AVAILABLE RECORDS Block Start

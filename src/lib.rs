//! # linewire
//!
//! A blocking TCP client for a length-prefixed, line-oriented key-value
//! wire protocol, with:
//! - Block-framed request serialization (binary-safe payloads)
//! - An incremental, resumable response parser tolerant of arbitrary
//!   stream fragmentation
//! - Lazy connect, connection reuse, and reconnect after faults
//! - An open command surface: any verb the server understands works
//!
//! ## Architecture Overview
//!
//! ```text
//! ┌─────────────────────────────────────────────────────────────┐
//! │                        Client                                │
//! │        execute("get", ...) / typed wrappers                  │
//! └─────────────────────┬───────────────────────────────────────┘
//!                       │ stages [verb, args...]
//! ┌─────────────────────▼───────────────────────────────────────┐
//! │                      Connection                              │
//! │      lazy connect · serialize · send · read loop             │
//! └──────────┬──────────────────────────────────────▲───────────┘
//!            │ bytes out                  raw chunks │
//!            ▼                                       │
//!     ┌─────────────┐                        ┌───────┴──────┐
//!     │   Codec     │                        │ PacketParser │
//!     │  (encode)   │                        │ (reassemble) │
//!     └─────────────┘                        └──────────────┘
//! ```

// =============================================================================
// Module Declarations
// =============================================================================

pub mod config;
pub mod error;

pub mod client;
pub mod net;
pub mod protocol;

// =============================================================================
// Public API Re-exports
// =============================================================================

pub use client::Client;
pub use config::Config;
pub use error::{LinewireError, Result};
pub use protocol::{Packet, PacketParser, Reply};

// =============================================================================
// Version Info
// =============================================================================

/// Current version of linewire
pub const VERSION: &str = env!("CARGO_PKG_VERSION");
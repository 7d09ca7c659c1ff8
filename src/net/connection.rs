//! Connection handling
//!
//! Owns one socket and drives one request/response cycle at a time.

use std::io::{ErrorKind, Read, Write};
use std::net::{TcpStream, ToSocketAddrs};

use crate::config::Config;
use crate::error::{LinewireError, Result};
use crate::protocol::{encode_request, Packet, PacketParser};

/// A single client connection: socket, parser, and reusable buffers.
///
/// The connection is a two-state machine, `disconnected` or `connected`.
/// `request` connects lazily, and every transport or framing fault tears
/// the connection down before the error propagates so a desynchronized
/// stream can never be reused. Taking `&mut self` for the whole cycle is
/// what enforces the one-request-in-flight discipline: the first packet
/// decoded after a send is unambiguously that request's reply.
pub struct Connection {
    /// Client configuration (address, timeouts, buffer sizing)
    config: Config,

    /// Live socket, or `None` while disconnected
    stream: Option<TcpStream>,

    /// Incremental response parser; cleared on every teardown
    parser: PacketParser,

    /// Reusable serialization buffer for outgoing requests
    send_buf: Vec<u8>,

    /// Fixed-size receive chunk
    recv_buf: Vec<u8>,
}

impl Connection {
    /// Create a disconnected connection. No I/O happens until the first
    /// request.
    pub fn new(config: Config) -> Self {
        let recv_buf = vec![0u8; config.read_chunk_size];
        Self {
            config,
            stream: None,
            parser: PacketParser::new(),
            send_buf: Vec::new(),
            recv_buf,
        }
    }

    /// Whether a socket is currently open
    pub fn is_connected(&self) -> bool {
        self.stream.is_some()
    }

    /// Open the TCP stream and install a fresh parser.
    ///
    /// Applies the configured connect/read/write timeouts and disables
    /// Nagle's algorithm for low latency.
    pub fn connect(&mut self) -> Result<()> {
        let addr = self.config.addr();
        let stream = match self.config.connect_timeout {
            Some(timeout) => connect_with_timeout(&addr, timeout)?,
            None => TcpStream::connect(addr.as_str()).map_err(|source| {
                LinewireError::Connect {
                    addr: addr.clone(),
                    source,
                }
            })?,
        };

        stream.set_nodelay(true)?;
        stream.set_read_timeout(self.config.read_timeout)?;
        stream.set_write_timeout(self.config.write_timeout)?;

        self.parser.clear();
        self.stream = Some(stream);

        tracing::debug!("connected to {}", addr);
        Ok(())
    }

    /// Tear down the connection. Idempotent; safe to call while already
    /// closed.
    pub fn close(&mut self) {
        self.parser.clear();
        if self.stream.take().is_some() {
            tracing::debug!("connection to {} closed", self.config.addr());
        }
    }

    /// Run one full request/response cycle for the staged arguments.
    ///
    /// Connects lazily when disconnected. On any fault other than a
    /// server-side command rejection the connection is closed before the
    /// error is returned.
    pub fn request<A: AsRef<[u8]>>(&mut self, args: &[A]) -> Result<Packet> {
        if self.stream.is_none() {
            self.connect()?;
        }

        self.send_buf.clear();
        encode_request(args, &mut self.send_buf);

        let result = self.exchange();
        if let Err(ref err) = result {
            if err.is_fatal() {
                tracing::warn!("request failed, closing connection: {}", err);
                self.close();
            }
        }
        result
    }

    /// Send the serialized request and block until one packet decodes.
    fn exchange(&mut self) -> Result<Packet> {
        let stream = self.stream.as_mut().ok_or_else(|| {
            LinewireError::Io(std::io::Error::new(
                ErrorKind::NotConnected,
                "request on a closed connection",
            ))
        })?;

        // write_all retries partial writes internally.
        stream.write_all(&self.send_buf)?;
        tracing::trace!("sent {} byte request", self.send_buf.len());

        loop {
            let count = stream.read(&mut self.recv_buf)?;
            if count == 0 {
                // Peer closed the socket mid-cycle.
                return Err(LinewireError::RemoteClosed);
            }
            self.parser.feed(&self.recv_buf[..count]);
            if let Some(packet) = self.parser.try_next()? {
                tracing::trace!(
                    "decoded packet with status '{}'",
                    String::from_utf8_lossy(packet.status())
                );
                return Ok(packet);
            }
        }
    }
}

/// Resolve `addr` and attempt each resolved address with the given timeout
fn connect_with_timeout(addr: &str, timeout: std::time::Duration) -> Result<TcpStream> {
    let sock_addrs = addr.to_socket_addrs().map_err(|source| LinewireError::Connect {
        addr: addr.to_string(),
        source,
    })?;

    let mut last_err = None;
    for sock_addr in sock_addrs {
        match TcpStream::connect_timeout(&sock_addr, timeout) {
            Ok(stream) => return Ok(stream),
            Err(err) => last_err = Some(err),
        }
    }

    Err(LinewireError::Connect {
        addr: addr.to_string(),
        source: last_err.unwrap_or_else(|| {
            std::io::Error::new(ErrorKind::AddrNotAvailable, "no addresses resolved")
        }),
    })
}
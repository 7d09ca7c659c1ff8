//! Network Module
//!
//! Blocking TCP transport for the client.
//!
//! ## Architecture
//! - One socket per `Connection`, opened lazily on first request
//! - Strictly one request in flight per connection (half-duplex)
//! - Any transport or framing fault collapses back to disconnected

mod connection;

pub use connection::Connection;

AVAILABLE RECORDS Block End

§ WHAT THE TASK ASKS
Going through the data above, return each line with the word "source".

§ RESULT OF THE TASK
            None => TcpStream::connect(addr.as_str()).map_err(|source| {
                    source,
    let sock_addrs = addr.to_socket_addrs().map_err(|source| LinewireError::Connect {
        source,
        source: last_err.unwrap_or_else(|| {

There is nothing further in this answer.